Look, if a person is going to gain wisdom, the only sure place to do that with dead people is BOOKS! Books allow the dead to speak and you don’t need any mumbo-jumbo EPV or other bogus hand waving to make it happen. You just have to be careful about whose books you read. You also don’t have to deal with the dead person itself. Big advantage methinks.
Ghosts Tards think this is all a bunch of nonsense as they whip out their handy psychic or medium (only a 60% fail rate.) Science is just to create better bogus gadgets and the internet so they can publish their spine-tingling tales without having to go through editors and do all of that pesky due-diligence.
Now, I’m not saying ghosts don’t exist. Not at all. It would be cool if we could talk to people who have died, “Hey! how’s it hanging there” and all that. (Other than my reasons why this would suck in a previous paragraph.)

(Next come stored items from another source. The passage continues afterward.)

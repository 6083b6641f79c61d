use std::collections::hash_map::DefaultHasher;
use std::hash::Hash;
use std::hash::Hasher;

use clap::Parser;
use grouped_hash::HashTable;
use grouped_hash::hash_table::Entry;

#[derive(Parser, Debug)]
struct Args {
    #[arg(short = 'c', long = "target_capacity", default_value_t = 1000)]
    target_capacity: usize,

    /// Build the table in one pass from distinct values instead of
    /// inserting them one at a time.
    #[arg(short = 'b', long = "bulk")]
    bulk: bool,
}

fn hash_u64(value: u64) -> u32 {
    let mut hasher = DefaultHasher::new();
    value.hash(&mut hasher);
    let hash = hasher.finish();
    (hash ^ (hash >> 32)) as u32
}

fn main() {
    let args = Args::parse();

    println!(
        "Creating HashTable with target capacity: {}",
        args.target_capacity
    );

    let table = if args.bulk {
        let values: Vec<u64> = (0..args.target_capacity as u64).collect();
        HashTable::build_unique(values, |&v| hash_u64(v))
    } else {
        let mut table: HashTable<u64> = HashTable::with_capacity(args.target_capacity);
        println!("Initial capacity: {}", table.capacity());

        for value in 0..args.target_capacity as u64 {
            let hash = hash_u64(value);
            match table.entry(hash, |&v| v == value) {
                Entry::Vacant(entry) => {
                    entry.insert(value, |&v| hash_u64(v));
                }
                Entry::Occupied(_) => {
                    panic!("Value already exists in table: {}", value);
                }
            }
        }
        table
    };

    println!("Inserted {} values into table", table.len());
    println!(
        "Final capacity: {} ({} groups)",
        table.capacity(),
        table.group_count()
    );
    println!(
        "Final load factor: {:.2}%",
        (table.len() as f64 / table.capacity() as f64) * 100.0
    );

    table.print_group_fill_histogram();
    table.debug_stats().print();
}
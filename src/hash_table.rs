use alloc::vec::Vec;
use core::fmt::Debug;
use core::iter::FusedIterator;

use crate::group::GROUP_WIDTH;
use crate::group::Group;
use crate::group_array::GroupArray;
use crate::partition::MAX_RADIX_DIGITS;
use crate::partition::radix_partition;

/// Tag bits are re-read from higher hash bits every this many doublings so
/// they never overlap the group index by more than a few bits.
const TAG_SHIFT_STRIDE: u8 = 3;

/// Group indices come from a 32-bit hash, so doubling past this point can no
/// longer separate anything.
const MAX_EXPONENT: u8 = u32::BITS as u8;

#[inline(always)]
fn tag_shift_for(exponent: u8) -> u32 {
    u32::from(exponent.saturating_sub(1) / TAG_SHIFT_STRIDE * TAG_SHIFT_STRIDE)
}

/// Smallest exponent whose group array holds at least `capacity` slots.
fn exponent_for_capacity(capacity: usize) -> u8 {
    let groups = capacity.div_ceil(GROUP_WIDTH).max(1);
    let exponent = groups
        .checked_next_power_of_two()
        .map_or(usize::BITS, usize::trailing_zeros);
    exponent.min(u32::from(MAX_EXPONENT)) as u8
}

/// Debug statistics for a [`HashTable`].
///
/// Only available with the `stats` feature.
#[cfg(any(test, feature = "stats"))]
#[derive(Debug, Clone)]
pub struct DebugStats {
    /// Number of elements currently in the table
    pub populated: usize,
    /// Total number of slots across all groups
    pub capacity: usize,
    /// Number of groups in the backing array
    pub group_count: usize,
    /// Groups holding no values
    pub empty_groups: usize,
    /// Groups with every slot occupied
    pub full_groups: usize,
    /// Number of entries in overflow storage
    pub overflow_entries: usize,
    /// Load factor (populated / capacity)
    pub load_factor: f64,
    /// Total memory in bytes used by the group array
    pub total_bytes: usize,
    /// Bytes held by unoccupied slots
    pub wasted_bytes: usize,
}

I am saying that there is no compelling evidence that ghosts exist outside of the imagination of Ghost Tards If you watch any one of a number of Ghost Tard’s favorite TV programs (Ghost Hunters and the like) you will discover a factoid that they will assign significance to. That 4 out of five people (or 7 out of 10 -whatever it happens to be this week) people believe in ghosts and that makes ghosts real. If only things actually worked that way!
I challenge any ghost hunter to prove me wrong. You can’t I know you can’t because YOU CANNOT PROVE THAT, WHICH DOES NOT EXIST!
You can believe what you want ghost tards, but the strength of your beliefs don’t amount to a hill of beans in this world.